Frank Morrone just finished the pilot for yet another J.J. Abrams project, the new TV drama Alcatraz, shot on location at the shuttered penitentiary. The sound team spent nights there capturing the haunting atmosphere of the historic prison in the San Francisco Bay to be put to dramatic use as the series unfolds. He is currently working with Gus Van Sant on Boss.

Despite his increasingly busy schedule, Frank Morrone takes the time to stay active in industry organizations, as well as contributing to the education of future generations.

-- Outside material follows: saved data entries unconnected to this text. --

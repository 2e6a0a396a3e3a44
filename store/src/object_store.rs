//! The per-wire-type object store.

use std::collections::HashMap;
use std::sync::{Arc, Mutex, RwLock};
use std::time::{SystemTime, UNIX_EPOCH};

use ctgossip_crypto::CryptoService;
use ctgossip_types::{GossipObject, ObjectId, Phase, ThresholdParams, WireType};

/// One entry in the convergence-timing log: when an INIT-phase object for an
/// entity first arrived.
#[derive(Clone, Debug, PartialEq, Eq)]
pub struct ArrivalRecord {
    pub wire_type: WireType,
    pub entity_url: String,
    pub at: u64,
}

type Bucket = RwLock<HashMap<ObjectId, Vec<GossipObject>>>;

/// Outcome of offering an authority claim to its singleton bucket.
#[derive(Clone, Debug, PartialEq, Eq)]
pub enum ClaimOutcome {
    /// Stored; the claim should be relayed and co-signed.
    Accepted,
    /// Failed verification, already present, or not a claim type.
    Rejected,
    /// The stored claim for the same identity and signer carries a different
    /// signature; the stored one is returned as evidence material.
    Conflict(GossipObject),
}

/// Ten independent identity-keyed buckets, one per concrete wire type, each
/// guarded by its own reader/writer lock.
///
/// Invariants: a singleton bucket (INIT/FULL/CON) holds at most one object
/// per identity; a FRAG bucket holds at most one object per (identity,
/// signer) pair and never more than `threshold` fragments per identity.
pub struct ObjectStore {
    crypto: Arc<dyn CryptoService>,
    params: ThresholdParams,
    buckets: [Bucket; WireType::ALL.len()],
    blacklist: crate::Blacklist,
    arrivals: Mutex<Vec<ArrivalRecord>>,
}

fn unix_now_secs() -> u64 {
    SystemTime::now()
        .duration_since(UNIX_EPOCH)
        .unwrap_or_default()
        .as_secs()
}

impl ObjectStore {
    pub fn new(crypto: Arc<dyn CryptoService>, params: ThresholdParams) -> Self {
        Self {
            crypto,
            params,
            buckets: std::array::from_fn(|_| RwLock::new(HashMap::new())),
            blacklist: crate::Blacklist::new(),
            arrivals: Mutex::new(Vec::new()),
        }
    }

    fn bucket(&self, wire_type: WireType) -> &Bucket {
        &self.buckets[wire_type.index()]
    }

    pub fn params(&self) -> ThresholdParams {
        self.params
    }

    pub fn blacklist(&self) -> &crate::Blacklist {
        &self.blacklist
    }

    /// Store an object, returning whether it was accepted.
    ///
    /// Rejects without mutation when the signature fails verification or the
    /// object is already present in its bucket. The duplicate check and the
    /// insert happen under a single bucket write lock, so two concurrent
    /// arrivals for the same identity cannot both be accepted.
    pub fn store(&self, obj: &GossipObject) -> bool {
        if let Err(e) = self.crypto.verify(obj) {
            tracing::warn!(
                wire_type = %obj.wire_type,
                signer = %obj.signer,
                error = %e,
                "dropping object that failed signature verification"
            );
            return false;
        }

        let id = obj.object_id();
        let accepted = {
            let mut bucket = self.bucket(obj.wire_type).write().expect("bucket lock poisoned");
            let slot = bucket.entry(id).or_default();
            if obj.wire_type.is_list_bucket() {
                // One fragment per (identity, signer); stop appending once the
                // quorum is already reachable from what is stored.
                if slot.len() >= self.params.threshold {
                    false
                } else if slot.iter().any(|stored| stored.signer == obj.signer) {
                    false
                } else {
                    slot.push(obj.clone());
                    true
                }
            } else if slot.is_empty() {
                slot.push(obj.clone());
                true
            } else {
                false
            }
        };

        if accepted {
            if obj.wire_type.phase() == Phase::Init {
                let mut arrivals = self.arrivals.lock().expect("arrival log lock poisoned");
                arrivals.push(ArrivalRecord {
                    wire_type: obj.wire_type,
                    entity_url: obj.entity_url().to_string(),
                    at: unix_now_secs(),
                });
            }
            if matches!(obj.wire_type, WireType::AccFull | WireType::ConInit)
                && self.blacklist.insert(obj.entity_url())
            {
                tracing::info!(
                    entity = %obj.entity_url(),
                    wire_type = %obj.wire_type,
                    "entity blacklisted"
                );
            }
        }
        accepted
    }

    /// Offer an authority claim, detecting equivocation atomically.
    ///
    /// The equivocation check and the insert happen under the same bucket
    /// write lock, so two conflicting claims racing through separate handlers
    /// cannot both be accepted: one is stored, the other surfaces the stored
    /// one as [`ClaimOutcome::Conflict`].
    pub fn store_claim(&self, obj: &GossipObject) -> ClaimOutcome {
        if obj.wire_type.phase() != Phase::Init || obj.wire_type == WireType::ConInit {
            return ClaimOutcome::Rejected;
        }
        if let Err(e) = self.crypto.verify(obj) {
            tracing::warn!(
                wire_type = %obj.wire_type,
                signer = %obj.signer,
                error = %e,
                "dropping claim that failed signature verification"
            );
            return ClaimOutcome::Rejected;
        }

        let id = obj.object_id();
        let outcome = {
            let mut bucket = self.bucket(obj.wire_type).write().expect("bucket lock poisoned");
            let slot = bucket.entry(id).or_default();
            match slot.first() {
                None => {
                    slot.push(obj.clone());
                    ClaimOutcome::Accepted
                }
                Some(stored) if stored.signer == obj.signer && stored.signature != obj.signature => {
                    ClaimOutcome::Conflict(stored.clone())
                }
                Some(_) => ClaimOutcome::Rejected,
            }
        };

        if outcome == ClaimOutcome::Accepted {
            let mut arrivals = self.arrivals.lock().expect("arrival log lock poisoned");
            arrivals.push(ArrivalRecord {
                wire_type: obj.wire_type,
                entity_url: obj.entity_url().to_string(),
                at: unix_now_secs(),
            });
        }
        outcome
    }

    /// Store a fragment and return the bucket's post-insert size, or `None`
    /// if the fragment was rejected.
    ///
    /// The count is taken under the same write lock as the insert, so when
    /// two fragments race to complete a quorum exactly one caller observes
    /// the count crossing the threshold.
    pub fn store_fragment(&self, obj: &GossipObject) -> Option<usize> {
        if !obj.wire_type.is_list_bucket() {
            return None;
        }
        if let Err(e) = self.crypto.verify(obj) {
            tracing::warn!(
                wire_type = %obj.wire_type,
                signer = %obj.signer,
                error = %e,
                "dropping fragment that failed signature verification"
            );
            return None;
        }

        let id = obj.object_id();
        let mut bucket = self.bucket(obj.wire_type).write().expect("bucket lock poisoned");
        let slot = bucket.entry(id).or_default();
        if slot.len() >= self.params.threshold
            || slot.iter().any(|stored| stored.signer == obj.signer)
        {
            return None;
        }
        slot.push(obj.clone());
        Some(slot.len())
    }

    /// Whether this exact claim is already stored.
    ///
    /// For singleton phases: an object with the same identity exists and
    /// carries the same signature (a same-identity object with a *different*
    /// signature is a conflict, not a duplicate). For fragments: any stored
    /// fragment for the identity carries the same signature.
    pub fn is_duplicate(&self, obj: &GossipObject) -> bool {
        let id = obj.object_id();
        let bucket = self.bucket(obj.wire_type).read().expect("bucket lock poisoned");
        bucket
            .get(&id)
            .is_some_and(|stored| stored.iter().any(|s| s.signature == obj.signature))
    }

    /// The equivocation check: a previously stored INIT for the same identity
    /// carries a different signature from the same declared signer.
    pub fn is_malicious(&self, obj: &GossipObject) -> bool {
        if obj.wire_type.phase() != Phase::Init {
            return false;
        }
        let id = obj.object_id();
        let bucket = self.bucket(obj.wire_type).read().expect("bucket lock poisoned");
        bucket.get(&id).is_some_and(|stored| {
            stored
                .iter()
                .any(|s| s.signer == obj.signer && s.signature != obj.signature)
        })
    }

    /// The stored object for a singleton identity, if any.
    pub fn get(&self, wire_type: WireType, id: &ObjectId) -> Option<GossipObject> {
        let bucket = self.bucket(wire_type).read().expect("bucket lock poisoned");
        bucket.get(id).and_then(|slot| slot.first().cloned())
    }

    pub fn contains(&self, wire_type: WireType, id: &ObjectId) -> bool {
        let bucket = self.bucket(wire_type).read().expect("bucket lock poisoned");
        bucket.contains_key(id)
    }

    /// All stored fragments for an identity.
    pub fn fragments(&self, wire_type: WireType, id: &ObjectId) -> Vec<GossipObject> {
        let bucket = self.bucket(wire_type).read().expect("bucket lock poisoned");
        bucket.get(id).cloned().unwrap_or_default()
    }

    pub fn fragment_count(&self, wire_type: WireType, id: &ObjectId) -> usize {
        let bucket = self.bucket(wire_type).read().expect("bucket lock poisoned");
        bucket.get(id).map_or(0, Vec::len)
    }

    /// Number of distinct identities in a bucket.
    pub fn distinct_count(&self, wire_type: WireType) -> usize {
        let bucket = self.bucket(wire_type).read().expect("bucket lock poisoned");
        bucket.len()
    }

    /// Per-wire-type distinct identity counts, for snapshots and status.
    pub fn counts_snapshot(&self) -> Vec<(WireType, usize)> {
        WireType::ALL
            .iter()
            .map(|&w| (w, self.distinct_count(w)))
            .collect()
    }

    /// Snapshot of the convergence-timing log.
    pub fn arrivals(&self) -> Vec<ArrivalRecord> {
        self.arrivals.lock().expect("arrival log lock poisoned").clone()
    }

    /// Discard all period-scoped state. The permanent blacklist survives.
    pub fn sweep(&self) {
        for bucket in &self.buckets {
            bucket.write().expect("bucket lock poisoned").clear();
        }
        self.arrivals.lock().expect("arrival log lock poisoned").clear();
    }
}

“I am very fortunate to be in an industry that I love and enjoy and I feel that giving back to the community is very important. I always give as much of my time as I can.” Frank currently sits on the Board of Directors for the Cinema Audio Society and is also vice-president of the Motion Picture Sound Editors and a sound governor for the Academy of Motion Picture Arts and Sciences.

“Every year, I do a lecture tour for AVID, talking about workflow at film and technical schools all over the country, mainly
because I wish I had had those avenues open to me when I was learning. It gives you valuable insight into how professionals work.”

“This is the least that I can do for an industry that has given me so much.”